> **Problem requirements**: Lines containing the word "tracing" in the data below: say how many, with no other text.

*** Opening of Excerpted data ***

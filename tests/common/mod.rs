use axum::{
    http::StatusCode,
    response::{IntoResponse, Response},
    routing::get,
    Json, Router,
};
use clima_lab::gateway::HttpGateway;
use serde_json::{json, Value};

/// Serves `router` on an ephemeral port and returns the measurements URL.
pub async fn spawn_service(router: Router) -> String {
    let listener = tokio::net::TcpListener::bind("127.0.0.1:0")
        .await
        .expect("Should bind test listener");
    let addr = listener.local_addr().expect("Should have a local address");
    tokio::spawn(async move {
        axum::serve(listener, router).await.expect("Test service failed");
    });
    format!("http://{}/api/mediciones", addr)
}

pub fn gateway(url: String) -> HttpGateway {
    HttpGateway::with_client(reqwest::Client::new(), url)
}

async fn lookup(Json(body): Json<Value>) -> Response {
    match body["ciudad"].as_str() {
        Some("Rosario") => (
            StatusCode::CREATED,
            Json(json!({
                "id_medicion": 7,
                "ciudad": { "id_ciudad": 3, "nombre": "Rosario", "pais": "AR" },
                "temperatura": 18,
                "humedad": "64",
                "presion": "1013",
                "sensacion_termica": "17",
                "descripcion": "Parcialmente nublado"
            })),
        )
            .into_response(),
        Some("Bare") => (StatusCode::CREATED, Json(json!({ "temperatura": 31.4 }))).into_response(),
        Some("Null") => (StatusCode::OK, Json(Value::Null)).into_response(),
        Some("Empty") => (
            StatusCode::INTERNAL_SERVER_ERROR,
            Json(json!({ "error": "" })),
        )
            .into_response(),
        Some("Coded") => (StatusCode::NOT_FOUND, Json(json!({ "error": 404 }))).into_response(),
        Some("Plain") => (StatusCode::BAD_GATEWAY, "upstream down").into_response(),
        _ => (
            StatusCode::INTERNAL_SERVER_ERROR,
            Json(json!({ "error": "city not found" })),
        )
            .into_response(),
    }
}

/// Measurement service stub with a fixed history.
pub fn measurement_service(history: Value) -> Router {
    Router::new().route(
        "/api/mediciones",
        get(move || {
            let history = history.clone();
            async move { Json(history) }
        })
        .post(lookup),
    )
}

/// Measurement service whose history endpoint fails.
pub fn failing_history_service() -> Router {
    Router::new().route(
        "/api/mediciones",
        get(|| async {
            (
                StatusCode::INTERNAL_SERVER_ERROR,
                Json(json!({ "error": "No se pudieron obtener las mediciones" })),
            )
        })
        .post(lookup),
    )
}

/// A URL nothing listens on.
pub async fn dead_url() -> String {
    let listener = tokio::net::TcpListener::bind("127.0.0.1:0")
        .await
        .expect("Should bind test listener");
    let addr = listener.local_addr().expect("Should have a local address");
    drop(listener);
    format!("http://{}/api/mediciones", addr)
}
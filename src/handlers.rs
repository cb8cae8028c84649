use crate::{
    AppState,
    auth::{self, AuthUser},
    error::{AppError, ErrorResponse},
    extractors::{UserId, ValidatedJson},
    models::{
        AuthResponse, DeleteUserResponse, HealthResponse, MessageResponse, SigninRequest,
        SignupRequest, UpdateUserRequest, UserResponse, UsersResponse,
    },
};
use axum::{
    Json,
    extract::State,
    http::{StatusCode, Uri},
};
use axum_extra::extract::cookie::CookieJar;
use chrono::Utc;

// --- Public Handlers ---

/// health
///
/// [Public Route] Liveness probe for load balancers and monitoring.
#[utoipa::path(
    get,
    path = "/health",
    responses((status = 200, description = "Service is up", body = HealthResponse))
)]
pub async fn health(State(state): State<AppState>) -> Json<HealthResponse> {
    Json(HealthResponse {
        status: "OK".to_string(),
        timestamp: Utc::now(),
        uptime: state.started_at.elapsed().as_secs_f64(),
    })
}

/// api_root
///
/// [Public Route] Confirms the API is mounted.
#[utoipa::path(
    get,
    path = "/api",
    responses((status = 200, description = "API banner", body = MessageResponse))
)]
pub async fn api_root() -> Json<MessageResponse> {
    Json(MessageResponse {
        message: "Acquisitions API is running!".to_string(),
    })
}

/// signup
///
/// [Public Route] Registers an account and opens a session for it.
/// The session token is set as an HTTP-only cookie; it is not part of the body.
#[utoipa::path(
    post,
    path = "/api/auth/signup",
    request_body = SignupRequest,
    responses(
        (status = 201, description = "User registered", body = AuthResponse),
        (status = 400, description = "Validation failed", body = ErrorResponse),
        (status = 409, description = "Email already registered", body = ErrorResponse)
    )
)]
pub async fn signup(
    State(state): State<AppState>,
    jar: CookieJar,
    ValidatedJson(payload): ValidatedJson<SignupRequest>,
) -> Result<(StatusCode, CookieJar, Json<AuthResponse>), AppError> {
    let user = state.accounts.register(payload).await?;
    let token = state.tokens.sign(&user)?;
    let jar = jar.add(auth::session_cookie(token, state.config.secure_cookies()));

    tracing::info!(email = %user.email, "User signed up successfully");
    Ok((
        StatusCode::CREATED,
        jar,
        Json(AuthResponse {
            message: "User registered".to_string(),
            user,
        }),
    ))
}

/// signin
///
/// [Public Route] Checks credentials and opens a session.
/// Unknown email and wrong password are indistinguishable to the caller.
#[utoipa::path(
    post,
    path = "/api/auth/signin",
    request_body = SigninRequest,
    responses(
        (status = 200, description = "Login successful", body = AuthResponse),
        (status = 400, description = "Validation failed", body = ErrorResponse),
        (status = 401, description = "Invalid credentials", body = ErrorResponse)
    )
)]
pub async fn signin(
    State(state): State<AppState>,
    jar: CookieJar,
    ValidatedJson(payload): ValidatedJson<SigninRequest>,
) -> Result<(CookieJar, Json<AuthResponse>), AppError> {
    let user = state
        .accounts
        .authenticate(&payload.email, payload.password)
        .await?;
    let token = state.tokens.sign(&user)?;
    let jar = jar.add(auth::session_cookie(token, state.config.secure_cookies()));

    Ok((
        jar,
        Json(AuthResponse {
            message: "Login successful".to_string(),
            user,
        }),
    ))
}

/// signout
///
/// [Public Route] Clears the session cookie, whether or not the request carried one.
/// Stateless sessions mean the token itself stays valid until it expires; only the
/// client's copy is dropped.
#[utoipa::path(
    post,
    path = "/api/auth/signout",
    responses((status = 200, description = "Logout successful", body = MessageResponse))
)]
pub async fn signout(jar: CookieJar) -> (CookieJar, Json<MessageResponse>) {
    tracing::info!("User signed out successfully");
    (
        jar.add(auth::cleared_session_cookie()),
        Json(MessageResponse {
            message: "Logout successful".to_string(),
        }),
    )
}

/// not_found
///
/// Fallback for every unmatched route.
pub async fn not_found(uri: Uri) -> AppError {
    AppError::route_not_found(uri.path())
}

// --- Authenticated Handlers ---

/// list_users
///
/// [Admin Route] Lists every account. No pagination.
#[utoipa::path(
    get,
    path = "/api/users",
    responses(
        (status = 200, description = "All users", body = UsersResponse),
        (status = 401, description = "Not authenticated", body = ErrorResponse),
        (status = 403, description = "Not an admin", body = ErrorResponse)
    )
)]
pub async fn list_users(
    actor: AuthUser,
    State(state): State<AppState>,
) -> Result<Json<UsersResponse>, AppError> {
    let users = state.accounts.list(&actor).await?;
    Ok(Json(UsersResponse {
        message: "Successfully retrieved users".to_string(),
        count: users.len(),
        users,
    }))
}

/// get_user
///
/// [Authenticated Route] Reads one account. Owner or admin.
#[utoipa::path(
    get,
    path = "/api/users/{id}",
    params(("id" = i32, Path, description = "User ID")),
    responses(
        (status = 200, description = "User", body = UserResponse),
        (status = 400, description = "Bad id", body = ErrorResponse),
        (status = 403, description = "Neither owner nor admin", body = ErrorResponse),
        (status = 404, description = "Not found", body = ErrorResponse)
    )
)]
pub async fn get_user(
    actor: AuthUser,
    State(state): State<AppState>,
    UserId(id): UserId,
) -> Result<Json<UserResponse>, AppError> {
    let user = state.accounts.get_as(id, &actor).await?;
    Ok(Json(UserResponse {
        message: "Successfully retrieved user".to_string(),
        user,
    }))
}

/// update_user
///
/// [Authenticated Route] Partially updates an account.
///
/// *Authorization*: owner or admin; only an admin may change a role, and never their own.
#[utoipa::path(
    put,
    path = "/api/users/{id}",
    params(("id" = i32, Path, description = "User ID")),
    request_body = UpdateUserRequest,
    responses(
        (status = 200, description = "Updated", body = UserResponse),
        (status = 400, description = "Validation failed", body = ErrorResponse),
        (status = 403, description = "Denied by policy", body = ErrorResponse),
        (status = 404, description = "Not found", body = ErrorResponse),
        (status = 409, description = "Email in use", body = ErrorResponse)
    )
)]
pub async fn update_user(
    actor: AuthUser,
    State(state): State<AppState>,
    UserId(id): UserId,
    ValidatedJson(payload): ValidatedJson<UpdateUserRequest>,
) -> Result<Json<UserResponse>, AppError> {
    let user = state.accounts.update(id, &actor, payload).await?;
    Ok(Json(UserResponse {
        message: "User updated successfully".to_string(),
        user,
    }))
}

/// delete_user
///
/// [Admin Route] Deletes another account. An admin cannot delete themselves.
#[utoipa::path(
    delete,
    path = "/api/users/{id}",
    params(("id" = i32, Path, description = "User ID")),
    responses(
        (status = 200, description = "Deleted", body = DeleteUserResponse),
        (status = 403, description = "Not an admin, or self-deletion", body = ErrorResponse),
        (status = 404, description = "Not found", body = ErrorResponse)
    )
)]
pub async fn delete_user(
    actor: AuthUser,
    State(state): State<AppState>,
    UserId(id): UserId,
) -> Result<Json<DeleteUserResponse>, AppError> {
    let deleted_user = state.accounts.remove(id, &actor).await?;
    Ok(Json(DeleteUserResponse {
        message: "User deleted successfully".to_string(),
        deleted_user,
    }))
}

*** Close of Excerpted data ***

> **Exercise answer**: 2